Я стоял ошеломленный, понимая, что говорится обо мне. Конечно, мать оставалась актрисой до конца жизни, но я не посмел в тот момент обидеть мать иронией. Я обнял её за плечи и сказал:
— Ну что ты, право. Там четыре секретаря обкома, я всего-навсего один из них.
Недавно сестра рассказала мне, что когда мы были с ней в детском доме в Сибири, она никак не могла заставить меня написать матери письмо. Наконец сестра добилась своего и такое письмо появилось. Оно начиналось трогательной фразой: «Дорогая мамочка, поздравляю тебя с днем смерти Ленина». Шел 1942 год, мне было тогда восемь лет.
Во время войны мать работала в горкоме партии. Она знала Капустина, Попкова — первых секретарей, впоследствии расстрелянных по известному ленинградскому делу.
Да, я был секретарем Ленинградского обкома, а несколько лет спустя первым секретарем Ленинградского сельского обкома комсомола. Так что мое демократическое начало замешано на тесте тоталитарного режима. Я превыше всего ценил свою независимость и, может быть, поэтому был не особенно удачлив в аппаратной карьере.
После конфликта, кажется в 1964 году, в то время с первым секретарем обкома партии Толстиковым (Толстиков меня откровенно недолюбливал) я уехал в Москву.

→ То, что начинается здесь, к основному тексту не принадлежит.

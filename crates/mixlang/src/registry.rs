//! Language tag to extractor mapping.
//!
//! The [`Registry`] is a plain value: built once, optionally narrowed by
//! configuration, then handed to a [`Dispatcher`]. Nothing looks extractors
//! up through global state, so the set of supported languages can be
//! inspected and tested like any other data.

use std::collections::BTreeMap;

use tracing::debug;

use crate::languages::{javascript, python};
use crate::types::Identifier;

/// A pure function from a block of code to the declarations it contains.
pub type Extractor = fn(&str) -> Vec<Identifier>;

/// Mapping from language tag to extractor.
///
/// Tags are matched exactly and case-sensitively.
#[derive(Clone, Default)]
pub struct Registry {
    extractors: BTreeMap<String, Extractor>,
}

impl std::fmt::Debug for Registry {
    fn fmt(&self, f: &mut std::fmt::Formatter<'_>) -> std::fmt::Result {
        f.debug_set().entries(self.languages()).finish()
    }
}

impl Registry {
    /// Create an empty registry.
    #[must_use]
    pub fn new() -> Self {
        Self::default()
    }

    /// Registry with every built-in language (`js`, `py`).
    #[must_use]
    pub fn builtin() -> Self {
        let mut registry = Self::new();
        registry.register(javascript::TAG, javascript::extract);
        registry.register(python::TAG, python::extract);
        registry
    }

    /// Register `extractor` for `tag`, replacing any previous entry for that tag.
    ///
    /// Returns the extractor previously registered for `tag`, if any.
    pub fn register(&mut self, tag: impl Into<String>, extractor: Extractor) -> Option<Extractor> {
        self.extractors.insert(tag.into(), extractor)
    }

    /// Look up the extractor for `tag`.
    #[must_use]
    pub fn get(&self, tag: &str) -> Option<Extractor> {
        self.extractors.get(tag).copied()
    }

    /// Returns `true` if an extractor is registered for `tag`.
    #[must_use]
    pub fn contains(&self, tag: &str) -> bool {
        self.extractors.contains_key(tag)
    }

    /// Registered tags in sorted order.
    pub fn languages(&self) -> impl Iterator<Item = &str> {
        self.extractors.keys().map(String::as_str)
    }

    /// Keep only the tags listed in `enabled`.
    ///
    /// Entries in `enabled` with no registered extractor are ignored.
    pub fn retain_languages(&mut self, enabled: &[String]) {
        self.extractors
            .retain(|tag, _| enabled.iter().any(|wanted| wanted == tag));
    }

    /// Number of registered languages.
    #[must_use]
    pub fn len(&self) -> usize {
        self.extractors.len()
    }

    /// Returns `true` if no languages are registered.
    #[must_use]
    pub fn is_empty(&self) -> bool {
        self.extractors.is_empty()
    }
}

/// Routes a section's code to the extractor for its language tag.
#[derive(Debug, Clone)]
pub struct Dispatcher {
    registry: Registry,
}

impl Dispatcher {
    /// Create a dispatcher over `registry`.
    #[must_use]
    pub fn new(registry: Registry) -> Self {
        Self { registry }
    }

    /// Run the extractor registered for `language` over `code`.
    ///
    /// Every returned identifier carries `language`, whatever tag the
    /// extractor itself stamps. Unknown tags yield an empty list.
    #[must_use]
    pub fn dispatch(&self, language: &str, code: &str) -> Vec<Identifier> {
        match self.registry.get(language) {
            Some(extract) => {
                let mut identifiers = extract(code);
                for identifier in &mut identifiers {
                    if identifier.language != language {
                        identifier.language = language.to_string();
                    }
                }
                identifiers
            }
            None => {
                debug!(language, "No extractor registered, skipping section");
                Vec::new()
            }
        }
    }

    /// Returns `true` if `language` has a registered extractor.
    #[must_use]
    pub fn supports(&self, language: &str) -> bool {
        self.registry.contains(language)
    }

    /// The registry this dispatcher routes through.
    #[must_use]
    pub fn registry(&self) -> &Registry {
        &self.registry
    }
}

impl Default for Dispatcher {
    fn default() -> Self {
        Self::new(Registry::builtin())
    }
}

В ЦК ВЛКСМ я проработал недолго, меньше года. Я так и не обрел навыка подчинения. Политическая жизнь тем и отличается, что номенклатурный механизм выводит на орбиту не более способного, а более дисциплинированного. Когда ты заставляешь себя придумывать достоинства человека, стоящего над тобой, которыми он на самом деле не обладает. Ты это делаешь сознательно, дабы избежать неминуемого укора, что подчиняешься примитиву. Не без сожаления, я был тщеславен и молод, я понял, что среди партноменклатуры, а в силу своей должности я таковой являлся, мне суждено стать «белой вороной», чужим. Я стыдился так называемых привилегий, старался ими не пользоваться. Сначала это разозлило моих коллег. Один из них на сей счет брезгливо процедил: «Выпячивается, ну-ну…» Потом мое «чудачество» перестали замечать. Положенное мне номенклатурно уже никем не предлагалось. Это было суровое испытание в надежде на то, что взбунтуется моя жена и под её напором я сам приползу к кормушке.
Странно, но мои коллеги, даже недолюбливая меня, мои шансы в политической карьере расценивали достаточно высоко. И мой собственный отказ от её продолжения в 1966 году всех удивил. Мне было тогда 32 года. Обсуждая этот мой вывих, многие недоумевали: с какой стати он ушел в журналистику?! Я начал писать сравнительно поздно, в возрасте 30 лет. Другой мир, другая школа ценностей.
Журнал, который я возглавлял, был под жесточайшим цензурным прессом. Один из цензоров, он в этом ведомстве курировал наше издание, как-то признался мне: «Когда я вижу, что по графику приближается выход очередного номера журнала «Сельская молодежь» (а я редактировал именно этот журнал), у меня портится настроение». Главный цензурный комитет (Главлит) стал местом моего постоянного присутствия. Я там проводил по нескольку дней накануне выхода буквально каждого номера. Так продолжалось почти 25 лет.
Мы делали неплохой журнал, один из наиболее популярных в стране. В ЦК КПСС на журнал смотрели косо. Нас не оставляли в покое. Очень разным было это внимание. Дважды меня пытались снять с должности, но было и другое три раза меня приглашали на работу в аппарат ЦК КПСС. Помнится, когда я отказался в последний раз, а это было уже после смерти Брежнева, один из высокопоставленных партийных чиновников по фамилии Севрук сказал мне:
— Вы отказываетесь, как мне говорили, второй раз.
Я уточнил:
— Третий.
— Тем хуже, — сказал Владимир Николаевич, — вы должны знать, у ЦК КПСС хорошая память.
Я не удержался и схулиганил:
— Мне точно такую же фразу уже говорили однажды.
— Вот как? — оживился Севрук. — Где же?
— В КГБ, — сказал я, отвел глаза в сторону.
Севрук крутнул лысой яйцевидной головой, усмехнулся, усмешка появлялась на его лице самым непонятным образом, без повода, и была даже не усмешкой, а саркастически-угрожающим выражением лица, что делало тоньше губы и заостряло и без того длинный и сухой нос.
— Наверное, вы правы, что отказываетесь, — сказал Севрук задумчиво и, сняв трубку с телефонного аппарата, дал понять — разговор окончен.